**What the task requires:** Every record below should appear in your answer, copied exactly.

**Entries supplied:**
____

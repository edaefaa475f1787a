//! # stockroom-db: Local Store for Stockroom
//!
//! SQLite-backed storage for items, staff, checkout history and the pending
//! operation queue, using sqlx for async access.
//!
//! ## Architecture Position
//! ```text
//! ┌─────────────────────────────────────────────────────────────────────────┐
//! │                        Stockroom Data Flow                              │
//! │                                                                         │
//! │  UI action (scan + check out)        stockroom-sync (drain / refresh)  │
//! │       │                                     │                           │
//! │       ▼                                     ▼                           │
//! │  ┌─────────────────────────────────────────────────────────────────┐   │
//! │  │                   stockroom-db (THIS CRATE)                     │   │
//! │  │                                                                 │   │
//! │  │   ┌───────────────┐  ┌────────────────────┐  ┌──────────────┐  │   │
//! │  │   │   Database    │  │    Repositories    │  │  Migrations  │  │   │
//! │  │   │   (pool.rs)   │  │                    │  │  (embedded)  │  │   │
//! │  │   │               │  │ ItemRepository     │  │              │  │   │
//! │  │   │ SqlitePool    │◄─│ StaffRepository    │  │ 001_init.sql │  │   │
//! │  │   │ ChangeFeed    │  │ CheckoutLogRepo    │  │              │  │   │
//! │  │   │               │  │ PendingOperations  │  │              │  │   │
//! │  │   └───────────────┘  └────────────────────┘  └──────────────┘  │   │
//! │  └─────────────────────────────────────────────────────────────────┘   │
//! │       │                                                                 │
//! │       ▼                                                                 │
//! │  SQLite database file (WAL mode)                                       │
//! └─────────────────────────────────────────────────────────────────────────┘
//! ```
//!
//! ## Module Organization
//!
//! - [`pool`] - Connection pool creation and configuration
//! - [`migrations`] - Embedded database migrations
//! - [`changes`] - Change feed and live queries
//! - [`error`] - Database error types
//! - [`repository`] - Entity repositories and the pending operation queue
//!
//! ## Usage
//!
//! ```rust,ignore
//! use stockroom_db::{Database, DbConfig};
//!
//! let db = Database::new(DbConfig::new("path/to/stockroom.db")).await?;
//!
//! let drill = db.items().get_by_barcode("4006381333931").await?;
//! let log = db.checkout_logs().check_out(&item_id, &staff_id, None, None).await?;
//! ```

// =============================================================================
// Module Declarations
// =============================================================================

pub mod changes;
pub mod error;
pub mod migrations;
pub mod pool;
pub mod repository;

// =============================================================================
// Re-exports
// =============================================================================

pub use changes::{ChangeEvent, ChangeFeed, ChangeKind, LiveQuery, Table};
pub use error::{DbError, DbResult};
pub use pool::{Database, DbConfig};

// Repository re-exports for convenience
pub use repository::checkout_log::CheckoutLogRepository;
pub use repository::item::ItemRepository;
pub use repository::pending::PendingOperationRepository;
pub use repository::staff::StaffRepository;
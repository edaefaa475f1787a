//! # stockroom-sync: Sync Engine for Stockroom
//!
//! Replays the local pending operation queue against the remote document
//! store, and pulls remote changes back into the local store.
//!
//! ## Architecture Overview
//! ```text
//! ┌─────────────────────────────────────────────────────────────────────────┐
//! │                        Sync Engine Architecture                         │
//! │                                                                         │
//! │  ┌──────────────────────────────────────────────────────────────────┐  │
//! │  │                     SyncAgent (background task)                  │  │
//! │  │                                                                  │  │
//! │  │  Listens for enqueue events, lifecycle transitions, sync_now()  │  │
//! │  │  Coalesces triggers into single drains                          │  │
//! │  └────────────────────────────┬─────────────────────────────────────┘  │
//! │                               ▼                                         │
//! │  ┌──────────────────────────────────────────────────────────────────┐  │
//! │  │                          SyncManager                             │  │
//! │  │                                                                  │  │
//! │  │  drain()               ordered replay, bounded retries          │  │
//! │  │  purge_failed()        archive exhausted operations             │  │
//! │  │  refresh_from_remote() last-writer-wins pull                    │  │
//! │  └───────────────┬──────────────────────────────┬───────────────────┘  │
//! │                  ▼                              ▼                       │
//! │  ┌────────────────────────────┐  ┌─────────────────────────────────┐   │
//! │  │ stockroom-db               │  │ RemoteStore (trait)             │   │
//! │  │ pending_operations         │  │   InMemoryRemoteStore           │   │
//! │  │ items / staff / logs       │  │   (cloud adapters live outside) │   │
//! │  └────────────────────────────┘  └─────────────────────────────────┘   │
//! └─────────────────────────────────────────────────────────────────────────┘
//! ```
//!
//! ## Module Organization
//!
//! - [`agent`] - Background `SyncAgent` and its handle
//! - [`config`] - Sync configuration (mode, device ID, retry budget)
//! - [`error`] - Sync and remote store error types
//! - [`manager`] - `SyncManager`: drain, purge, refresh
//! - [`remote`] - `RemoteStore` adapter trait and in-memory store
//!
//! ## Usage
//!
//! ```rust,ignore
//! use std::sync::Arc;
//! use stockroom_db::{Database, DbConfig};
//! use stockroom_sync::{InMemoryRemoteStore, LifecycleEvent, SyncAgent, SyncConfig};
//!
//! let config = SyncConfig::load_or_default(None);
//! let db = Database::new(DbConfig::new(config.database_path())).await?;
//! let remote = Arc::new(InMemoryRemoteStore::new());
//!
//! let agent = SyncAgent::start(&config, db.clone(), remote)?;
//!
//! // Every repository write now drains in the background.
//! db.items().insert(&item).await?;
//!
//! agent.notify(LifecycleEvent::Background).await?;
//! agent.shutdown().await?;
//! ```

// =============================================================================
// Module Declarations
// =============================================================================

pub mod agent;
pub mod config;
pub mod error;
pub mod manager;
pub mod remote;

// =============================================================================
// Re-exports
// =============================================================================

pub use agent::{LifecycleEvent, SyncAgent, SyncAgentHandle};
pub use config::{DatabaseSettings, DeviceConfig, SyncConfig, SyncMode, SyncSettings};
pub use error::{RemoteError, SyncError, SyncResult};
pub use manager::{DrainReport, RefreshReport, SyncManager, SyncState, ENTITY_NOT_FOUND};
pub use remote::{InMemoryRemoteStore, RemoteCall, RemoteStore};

____

**Answer to this task:**
repository edaefaa475f1787a
//! # stockroom-db: Local Store for Stockroom
//!
//! SQLite-backed storage for items, staff, checkout history and the pending
//! operation queue, using sqlx for async access.
//!
//! ## Architecture Position
//! ```text
//! ┌─────────────────────────────────────────────────────────────────────────┐
//! │                        Stockroom Data Flow                              │
//! │                                                                         │
//! │  UI action (scan + check out)        stockroom-sync (drain / refresh)  │
//! │       │                                     │                           │
//! │       ▼                                     ▼                           │
//! │  ┌─────────────────────────────────────────────────────────────────┐   │
//! │  │                   stockroom-db (THIS CRATE)                     │   │
//! │  │                                                                 │   │
//! │  │   ┌───────────────┐  ┌────────────────────┐  ┌──────────────┐  │   │
//! │  │   │   Database    │  │    Repositories    │  │  Migrations  │  │   │
//! │  │   │   (pool.rs)   │  │                    │  │  (embedded)  │  │   │
//! │  │   │               │  │ ItemRepository     │  │              │  │   │
//! │  │   │ SqlitePool    │◄─│ StaffRepository    │  │ 001_init.sql │  │   │
//! │  │   │ ChangeFeed    │  │ CheckoutLogRepo    │  │              │  │   │
//! │  │   │               │  │ PendingOperations  │  │              │  │   │
//! │  │   └───────────────┘  └────────────────────┘  └──────────────┘  │   │
//! │  └─────────────────────────────────────────────────────────────────┘   │
//! │       │                                                                 │
//! │       ▼                                                                 │
//! │  SQLite database file (WAL mode)                                       │
//! └─────────────────────────────────────────────────────────────────────────┘
//! ```
//!
//! ## Module Organization
//!
//! - [`pool`] - Connection pool creation and configuration
//! - [`migrations`] - Embedded database migrations
//! - [`changes`] - Change feed and live queries
//! - [`error`] - Database error types
//! - [`repository`] - Entity repositories and the pending operation queue
//!
//! ## Usage
//!
//! ```rust,ignore
//! use stockroom_db::{Database, DbConfig};
//!
//! let db = Database::new(DbConfig::new("path/to/stockroom.db")).await?;
//!
//! let drill = db.items().get_by_barcode("4006381333931").await?;
//! let log = db.checkout_logs().check_out(&item_id, &staff_id, None, None).await?;
//! ```

// =============================================================================
// Module Declarations
// =============================================================================

pub mod changes;
pub mod error;
pub mod migrations;
pub mod pool;
pub mod repository;

// =============================================================================
// Re-exports
// =============================================================================

pub use changes::{ChangeEvent, ChangeFeed, ChangeKind, LiveQuery, Table};
pub use error::{DbError, DbResult};
pub use pool::{Database, DbConfig};

// Repository re-exports for convenience
pub use repository::checkout_log::CheckoutLogRepository;
pub use repository::item::ItemRepository;
pub use repository::pending::PendingOperationRepository;
pub use repository::staff::StaffRepository;
repository edaefaa475f1787a
//! # stockroom-sync: Sync Engine for Stockroom
//!
//! Replays the local pending operation queue against the remote document
//! store, and pulls remote changes back into the local store.
//!
//! ## Architecture Overview
//! ```text
//! ┌─────────────────────────────────────────────────────────────────────────┐
//! │                        Sync Engine Architecture                         │
//! │                                                                         │
//! │  ┌──────────────────────────────────────────────────────────────────┐  │
//! │  │                     SyncAgent (background task)                  │  │
//! │  │                                                                  │  │
//! │  │  Listens for enqueue events, lifecycle transitions, sync_now()  │  │
//! │  │  Coalesces triggers into single drains                          │  │
//! │  └────────────────────────────┬─────────────────────────────────────┘  │
//! │                               ▼                                         │
//! │  ┌──────────────────────────────────────────────────────────────────┐  │
//! │  │                          SyncManager                             │  │
//! │  │                                                                  │  │
//! │  │  drain()               ordered replay, bounded retries          │  │
//! │  │  purge_failed()        archive exhausted operations             │  │
//! │  │  refresh_from_remote() last-writer-wins pull                    │  │
//! │  └───────────────┬──────────────────────────────┬───────────────────┘  │
//! │                  ▼                              ▼                       │
//! │  ┌────────────────────────────┐  ┌─────────────────────────────────┐   │
//! │  │ stockroom-db               │  │ RemoteStore (trait)             │   │
//! │  │ pending_operations         │  │   InMemoryRemoteStore           │   │
//! │  │ items / staff / logs       │  │   (cloud adapters live outside) │   │
//! │  └────────────────────────────┘  └─────────────────────────────────┘   │
//! └─────────────────────────────────────────────────────────────────────────┘
//! ```
//!
//! ## Module Organization
//!
//! - [`agent`] - Background `SyncAgent` and its handle
//! - [`config`] - Sync configuration (mode, device ID, retry budget)
//! - [`error`] - Sync and remote store error types
//! - [`manager`] - `SyncManager`: drain, purge, refresh
//! - [`remote`] - `RemoteStore` adapter trait and in-memory store
//!
//! ## Usage
//!
//! ```rust,ignore
//! use std::sync::Arc;
//! use stockroom_db::{Database, DbConfig};
//! use stockroom_sync::{InMemoryRemoteStore, LifecycleEvent, SyncAgent, SyncConfig};
//!
//! let config = SyncConfig::load_or_default(None);
//! let db = Database::new(DbConfig::new(config.database_path())).await?;
//! let remote = Arc::new(InMemoryRemoteStore::new());
//!
//! let agent = SyncAgent::start(&config, db.clone(), remote)?;
//!
//! // Every repository write now drains in the background.
//! db.items().insert(&item).await?;
//!
//! agent.notify(LifecycleEvent::Background).await?;
//! agent.shutdown().await?;
//! ```

// =============================================================================
// Module Declarations
// =============================================================================

pub mod agent;
pub mod config;
pub mod error;
pub mod manager;
pub mod remote;

// =============================================================================
// Re-exports
// =============================================================================

pub use agent::{LifecycleEvent, SyncAgent, SyncAgentHandle};
pub use config::{DatabaseSettings, DeviceConfig, SyncConfig, SyncMode, SyncSettings};
pub use error::{RemoteError, SyncError, SyncResult};
pub use manager::{DrainReport, RefreshReport, SyncManager, SyncState, ENTITY_NOT_FOUND};
pub use remote::{InMemoryRemoteStore, RemoteCall, RemoteStore};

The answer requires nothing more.